Isso não significa que o agro tenha abandonado sua participação na vida política nacional. Ao contrário. O setor se mantém ativo e altivo na proposição de melhorias das políticas públicas, notadamente aquelas que envolvem a busca de soluções para o endividamento rural e a eliminação de entraves burocráticos que atrapalhem a atividade agrícola.

São negociação nem sempre fáceis, mas que não podem escapar da moldura da civilidade, da ética e até mesmo dos bons modos. Excessos podem ocorrer, mas não traduzem o sentimento majoritário do setor. Afinal, a cadeia produtiva rural sempre recorreu ao diálogo para ver seus pleitos atendidos. Por isso, nunca lhe faltou compreensão sobre os recuos e avanços inerentes ao estabelecimento de soluções pactuadas.

Por sua importância socioeconômica, o agro conta com um teto só seu para abrigar o encaminhamento de suas políticas setoriais. É o Ministério da Agriculturas, Pecuária e Abastecimento, o Mapa, a casa do produtor e dos demais elos da cadeia agrícola.

Qualquer tentativa de fragilizá-lo é atirar contra a própria cadeia produtiva agrícola, porque é de lá que sempre saem as políticas públicas que apoiam os agricultores, os pecuaristas e a agroindústria.

É preciso compreender também que há situações em que a transversalidade do setor exige soluções que vão além das competências do Mapa. Por isso, qualquer cobrança que extrapole as suas atribuições é totalmente injusta e descabida.

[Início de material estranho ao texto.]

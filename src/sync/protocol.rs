//! JSON WebSocket protocol for room collaboration.
//!
//! Every transport frame carries one JSON object with a `type` field. Inbound
//! frames are decoded in two steps: the envelope first (so an unknown type can
//! be told apart from a malformed payload), then the type-specific body.
//! Outbound frames are encoded once into [`Bytes`] and shared by every
//! recipient's queue.

use bytes::Bytes;
use serde::{Deserialize, Serialize};
use serde_json::Value;

use super::document::{Operation, OperationKind};
use super::ConnectionId;

/// Protocol errors. All of them are confined to the frame that caused them.
#[derive(Debug, thiserror::Error)]
pub enum ProtocolError {
    #[error("Invalid message format: {0}")]
    InvalidFormat(#[from] serde_json::Error),

    #[error("Invalid {kind} frame: {source}")]
    InvalidPayload {
        kind: String,
        #[source]
        source: serde_json::Error,
    },

    #[error("Unknown message type: {0}")]
    UnknownType(String),

    #[error("Frame is not valid UTF-8")]
    NotUtf8,
}

// ============================================================================
// INBOUND
// ============================================================================

#[derive(Deserialize)]
struct Envelope {
    #[serde(rename = "type")]
    kind: String,
    #[serde(flatten)]
    body: Value,
}

/// Identity binding sent once the client knows who it is
#[derive(Debug, Clone, PartialEq, Deserialize)]
pub struct InitFrame {
    #[serde(default)]
    pub id: Option<String>,
    #[serde(default)]
    pub username: Option<String>,
}

#[derive(Debug, Deserialize)]
struct OperationFrame {
    operation: EditPayload,
}

/// A client edit before the server stamps it
#[derive(Debug, Clone, PartialEq, Deserialize)]
pub struct EditPayload {
    #[serde(rename = "type")]
    pub kind: OperationKind,
    pub position: usize,
    pub content: String,
    pub length: usize,
}

impl EditPayload {
    /// Stamp the edit with its originating connection and arrival time
    pub fn stamp(self, client_id: impl Into<ConnectionId>, timestamp: i64) -> Operation {
        Operation {
            kind: self.kind,
            position: self.position,
            content: self.content,
            length: self.length,
            client_id: client_id.into(),
            timestamp,
        }
    }
}

/// Title/language change
#[derive(Debug, Clone, PartialEq, Deserialize)]
pub struct MetadataFrame {
    pub title: String,
    pub language: String,
}

/// Client-submitted full content
#[derive(Debug, Clone, PartialEq, Deserialize)]
pub struct SnapshotFrame {
    pub content: String,
    /// Correlation number echoed back in the ack
    #[serde(default)]
    pub seq: Option<u64>,
}

/// Cursor position relay
#[derive(Debug, Clone, PartialEq, Deserialize)]
pub struct PresenceFrame {
    pub username: String,
    pub color: String,
    #[serde(rename = "lineNumber")]
    pub line_number: u32,
    pub column: u32,
}

/// Messages sent from client to server
#[derive(Debug, Clone, PartialEq)]
pub enum ClientFrame {
    Init(InitFrame),
    Operation(EditPayload),
    Ping,
    DocumentUpdate(MetadataFrame),
    Snapshot(SnapshotFrame),
    PresenceUser(PresenceFrame),
}

impl ClientFrame {
    /// Decode a text frame
    pub fn decode(text: &str) -> Result<Self, ProtocolError> {
        let Envelope { kind, body } = serde_json::from_str(text)?;

        let frame = match kind.as_str() {
            "init" => ClientFrame::Init(body_of(&kind, body)?),
            "operation" => {
                let frame: OperationFrame = body_of(&kind, body)?;
                ClientFrame::Operation(frame.operation)
            }
            "ping" => ClientFrame::Ping,
            "document_update" => ClientFrame::DocumentUpdate(body_of(&kind, body)?),
            "snapshot" => ClientFrame::Snapshot(body_of(&kind, body)?),
            "presence_user" => ClientFrame::PresenceUser(body_of(&kind, body)?),
            _ => return Err(ProtocolError::UnknownType(kind)),
        };

        Ok(frame)
    }

    /// Decode a binary frame holding UTF-8 JSON
    pub fn decode_bytes(data: &[u8]) -> Result<Self, ProtocolError> {
        let text = std::str::from_utf8(data).map_err(|_| ProtocolError::NotUtf8)?;
        Self::decode(text)
    }

    /// Name of the frame type, for logging
    pub fn kind(&self) -> &'static str {
        match self {
            ClientFrame::Init(_) => "init",
            ClientFrame::Operation(_) => "operation",
            ClientFrame::Ping => "ping",
            ClientFrame::DocumentUpdate(_) => "document_update",
            ClientFrame::Snapshot(_) => "snapshot",
            ClientFrame::PresenceUser(_) => "presence_user",
        }
    }
}

fn body_of<T: serde::de::DeserializeOwned>(kind: &str, body: Value) -> Result<T, ProtocolError> {
    serde_json::from_value(body).map_err(|source| ProtocolError::InvalidPayload {
        kind: kind.to_string(),
        source,
    })
}

// ============================================================================
// OUTBOUND
// ============================================================================

/// A room member as listed to clients
#[derive(Debug, Clone, PartialEq, Eq, Serialize, Deserialize)]
pub struct UserInfo {
    pub id: String,
    pub username: String,
}

/// Metadata change as broadcast to the room
#[derive(Debug, Clone, PartialEq, Serialize)]
pub struct MetadataChange {
    pub title: String,
    pub language: String,
    pub client_id: ConnectionId,
    pub timestamp: i64,
}

/// Messages sent from server to client
#[derive(Debug, Clone, PartialEq, Serialize)]
#[serde(tag = "type", rename_all = "snake_case")]
pub enum ServerFrame {
    /// Full state sent once to a joining member
    #[serde(rename = "snapshot")]
    JoinSnapshot {
        id: String,
        content: String,
        title: String,
        language: String,
        version: u64,
        users: Vec<UserInfo>,
    },

    UserJoined {
        id: String,
        username: String,
    },

    UserLeft {
        id: String,
        username: String,
    },

    /// Identity confirmation
    InitOk {
        id: String,
        username: String,
    },

    Operation {
        operation: Operation,
    },

    DocumentUpdate {
        document_update: MetadataChange,
    },

    /// Content replaced by another member
    #[serde(rename = "snapshot")]
    SnapshotUpdate {
        content: String,
        users: Vec<UserInfo>,
    },

    PresenceUser {
        id: String,
        username: String,
        color: String,
        #[serde(rename = "lineNumber")]
        line_number: u32,
        column: u32,
    },

    Ack {
        event: String,
        seq: u64,
        /// Milliseconds since the Unix epoch
        ts: i64,
    },

    Pong,
}

impl ServerFrame {
    /// Serialize once; the result is cheap to clone per recipient
    pub fn encode(&self) -> Result<Bytes, ProtocolError> {
        Ok(Bytes::from(serde_json::to_vec(self)?))
    }

    pub fn snapshot_ack(seq: u64) -> Self {
        ServerFrame::Ack {
            event: "snapshot".to_string(),
            seq,
            ts: chrono::Utc::now().timestamp_millis(),
        }
    }
}

/// Wall clock in nanoseconds since the epoch, used to stamp edits and
/// metadata changes
pub fn now_nanos() -> i64 {
    let now = chrono::Utc::now();
    now.timestamp_nanos_opt()
        .unwrap_or_else(|| now.timestamp_micros() * 1000)
}

/// Pre-encoded application-level pong
pub fn pong_frame() -> Bytes {
    Bytes::from_static(br#"{"type":"pong"}"#)
}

O atual governo é, entre os mais recentes da República, aquele que mais compromisso tem demonstrado com o agro. Tanto que o presidente Jair Bolsonaro, ainda na campanha eleitoral, fez questão de externar seu comprometimento com o setor, o que vem sendo reafirmado desde sua posse.

Há questões que ainda dependem de respostas? É óbvio que sim, mas não é razoável que se queira exigi-las do governo num momento em que a sociedade brasileira procura meios de atenuar ao máximo possível os efeitos danosos da pandemia que está levando o mundo a uma das suas mais profundas recessões.

Para que possa dar contribuição substancial à recuperação da economia brasileira, o agro terá que ampliar cada vez mais sua participação no comércio global para trazer divisas ao país e gerar mais empregos aqui dentro. Nesse contexto, o Mapa é peça-chave para que consigamos manter nossos clientes internacionais e conquistar novos compradores no mercado externo.

Esse caminho, traçado ainda no final da década de 1990 pelo então ministro da Agricultura Pratini de Moraes, ganhou força ao longo dos anos, quando ampliamos significativamente nossas exportações. No atual governo, esse trajeto está sendo ainda mais sedimentado, sem fazer distinção entre os parceiros comerciais. Até mesmo porque a meta é fortalecer a economia nacional para o bem de nossos produtores agrícolas, de nossas agroindústrias e de nossa população rural e urbana.

A hora é de somar, não de subtrair. Setor mais exitoso da economia nacional, o agro tem espaço para avançar ainda mais, com o Mapa ao seu lado. Graças a essa parceria público-privada, o Brasil se transformou numa potência agrícola. Agora, mais do que nunca, precisamos dela para vencer as adversidades.  Avante!